Imediatamente à posse, o Trump se retirou do Acordo de Paris da Conferência sobre o Clima e está proibindo cientistas americanos de pesquisarem nesta área do conhecimento, cortando recursos e fazendo pressão nas instituições. E os Estados Unidos têm uma influência direta sobre muitos países do mundo, incluindo o Brasil.
Trazendo mais para perto, para o Recife, uma das capitais brasileiras mais vulneráveis aos impactos da crise climática, a cidade está à beira de uma emergência silenciosa: a elevação do nível do mar ameaça transformar bairros inteiros em zonas inabitáveis até o fim deste século. De acordo com estudo recente da UFPE, até 28 bairros da capital podem sofrer inundações frequentes em dias de sol, causadas pelo retorno da maré através da rede de drenagem urbana, um fenômeno conhecido como “inundação de dia de sol”.

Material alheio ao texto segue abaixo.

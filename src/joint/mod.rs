use euler::EulerJoint;
use na::{Isometry3, Matrix4, Matrix6x3, Vector3};

use crate::types::Float;

pub mod euler;

/// Kinematic capabilities of a joint. Every output is recomputed from the
/// joint's current coordinates and rates.
pub trait JointKinematics {
    fn update_transform(&mut self) -> &Isometry3<Float>;
    fn update_jacobian(&mut self) -> &Matrix6x3<Float>;
    fn update_jacobian_time_deriv(&mut self) -> &Matrix6x3<Float>;
    fn elemental_transform(&self, index: usize) -> Isometry3<Float>;
    fn elemental_transform_derivative(&self, index: usize) -> Matrix4<Float>;
}

impl JointKinematics for EulerJoint {
    fn update_transform(&mut self) -> &Isometry3<Float> {
        EulerJoint::update_transform(self)
    }

    fn update_jacobian(&mut self) -> &Matrix6x3<Float> {
        EulerJoint::update_jacobian(self)
    }

    fn update_jacobian_time_deriv(&mut self) -> &Matrix6x3<Float> {
        EulerJoint::update_jacobian_time_deriv(self)
    }

    fn elemental_transform(&self, index: usize) -> Isometry3<Float> {
        EulerJoint::elemental_transform(self, index)
    }

    fn elemental_transform_derivative(&self, index: usize) -> Matrix4<Float> {
        EulerJoint::elemental_transform_derivative(self, index)
    }
}

pub enum Joint {
    EulerJoint(EulerJoint),
}

impl Joint {
    pub fn dof(&self) -> usize {
        match self {
            Joint::EulerJoint(_) => 3,
        }
    }

    /// Set coordinates and rates, then recompute every kinematic output
    pub fn update(&mut self, q: &[Float], v: &[Float]) {
        match self {
            Joint::EulerJoint(joint) => {
                if q.len() != 3 || v.len() != 3 {
                    panic!(
                        "Euler joint expects 3 coordinates and 3 rates, got {} and {}",
                        q.len(),
                        v.len()
                    );
                }
                joint.update(Vector3::from_column_slice(q), Vector3::from_column_slice(v));
            }
        }
    }

    pub fn transform(&self) -> &Isometry3<Float> {
        match self {
            Joint::EulerJoint(joint) => joint.transform(),
        }
    }

    pub fn jacobian(&self) -> &Matrix6x3<Float> {
        match self {
            Joint::EulerJoint(joint) => joint.jacobian(),
        }
    }

    pub fn kinematics(&mut self) -> &mut dyn JointKinematics {
        match self {
            Joint::EulerJoint(joint) => joint,
        }
    }
}
pub type Float = f64;
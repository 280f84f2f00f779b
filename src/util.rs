use na::Vector3;

use crate::types::Float;

/// Mulitiply a spatial inertia with a spatial vector
/// | J         c_hat | | w |   | Jw        + c_hat v |
/// | c_hat^T   m     | | v | = | c_hat^T w + mv      |
pub fn mul_inertia(
    J: &na::Matrix3<Float>,
    c: &Vector3<Float>,
    m: Float,
    w: &Vector3<Float>,
    v: &Vector3<Float>,
) -> (Vector3<Float>, Vector3<Float>) {
    let angular = J * w + c.cross(v);
    let linear = m * v - c.cross(w);
    (angular, linear)
}

#[macro_export]
macro_rules! assert_close {
    ($left:expr, $right:expr, $tolerance:expr) => {
        let left = $left;
        let right = $right;
        let tol = $tolerance;
        let diff = (left - right).abs();
        if diff > tol {
            panic!(
                "assertion failed: {} ~= {} \
                (tolerance: {}, difference: {})",
                left, right, tol, diff
            );
        }
    };
}

#[macro_export]
macro_rules! assert_vec_close {
    ($left:expr, $right:expr, $tolerance:expr) => {
        let left = $left;
        let right = $right;
        let tol = $tolerance;
        assert_eq!(left.len(), right.len(), "length mismatch");
        for (a, b) in left.iter().zip(right.iter()) {
            $crate::assert_close!(a, b, tol);
        }
    };
}
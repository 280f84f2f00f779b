use na::Isometry3;

use crate::{
    spatial::{spatial_vector::SpatialVector, transform::Transform3D},
    types::Float,
    WORLD_FRAME,
};

/// Kinematic state of a body at one instant.
///
/// `velocity` and `acceleration` are the body's spatial velocity and
/// acceleration expressed in the body's own frame. `transform` maps the body
/// frame into the world frame.
#[derive(Clone, Debug, PartialEq)]
pub struct BodyState {
    pub name: String,
    pub transform: Transform3D,
    pub velocity: SpatialVector,
    pub acceleration: SpatialVector,
}

impl BodyState {
    pub fn new(name: &str, body_to_world: &Isometry3<Float>) -> Self {
        BodyState {
            name: name.to_string(),
            transform: Transform3D::new(name, WORLD_FRAME, body_to_world),
            velocity: SpatialVector::zero(),
            acceleration: SpatialVector::zero(),
        }
    }

    pub fn with_motion(mut self, velocity: SpatialVector, acceleration: SpatialVector) -> Self {
        self.velocity = velocity;
        self.acceleration = acceleration;
        self
    }
}

/// Read access to the bodies of a multibody system, indexed 0..body_count()
pub trait BodyProvider {
    fn body_count(&self) -> usize;
    fn body_at(&self, index: usize) -> Option<&BodyState>;

    fn body_names(&self) -> Vec<String> {
        (0..self.body_count())
            .filter_map(|i| self.body_at(i).map(|body| body.name.clone()))
            .collect()
    }
}

impl BodyProvider for [BodyState] {
    fn body_count(&self) -> usize {
        self.len()
    }

    fn body_at(&self, index: usize) -> Option<&BodyState> {
        self.get(index)
    }
}

impl BodyProvider for Vec<BodyState> {
    fn body_count(&self) -> usize {
        self.len()
    }

    fn body_at(&self, index: usize) -> Option<&BodyState> {
        self.get(index)
    }
}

Áreas como Boa Viagem, Afogados, Imbiribeira e o polo médico da Ilha do Leite estão entre as mais vulneráveis, com previsão de alagamento de praticamente todas as suas ruas. Em um cenário de aumento de 70 cm no nível do mar, previsto pelo IPCC, bairros turísticos como o Recife Antigo, além de áreas residenciais densamente povoadas, terão parte significativa de sua malha urbana submersa.
Esses impactos não apenas colocam em risco a segurança e a mobilidade da população, como podem gerar prejuízos econômicos irreversíveis e comprometer o funcionamento de serviços essenciais da cidade. Mas percebam que estou falando de dias de sol. Agora combine isso com chuvas torrenciais e talvez não tenhamos mais a cidade que conhecemos.
Somado a tudo isso, o Senado Federal passou a “mãe de todas as boiadas”, o projeto de lei que visa flexibilizar o licenciamento ambiental. Na prática é mais ou menos assim: a raposa emite um certificado dizendo que as galinhas estarão seguras na companhia dela e não há com o que se preocupar. Sendo assim, o dono do sítio não terá que gastar tempo com burocracias e proteção das galinhas. Está tudo dominado.
Esta minha primeira coluna bem que poderia ter sido sobre o São João, essa festa meio pagã e cheia de misticismos do solstício de verão, misturadas às tradições cristãs, as comidas de milho, as colheitas, a fogueira e nosso querer bem sertanejo. Mas vou ficar devendo essa. Pelo menos você poderá pensar que esse São João que a gente tanto ama também está ameaçado – e se isso não nos fizer lutar, talvez já tenhamos virado cinzas antes da fogueira acender.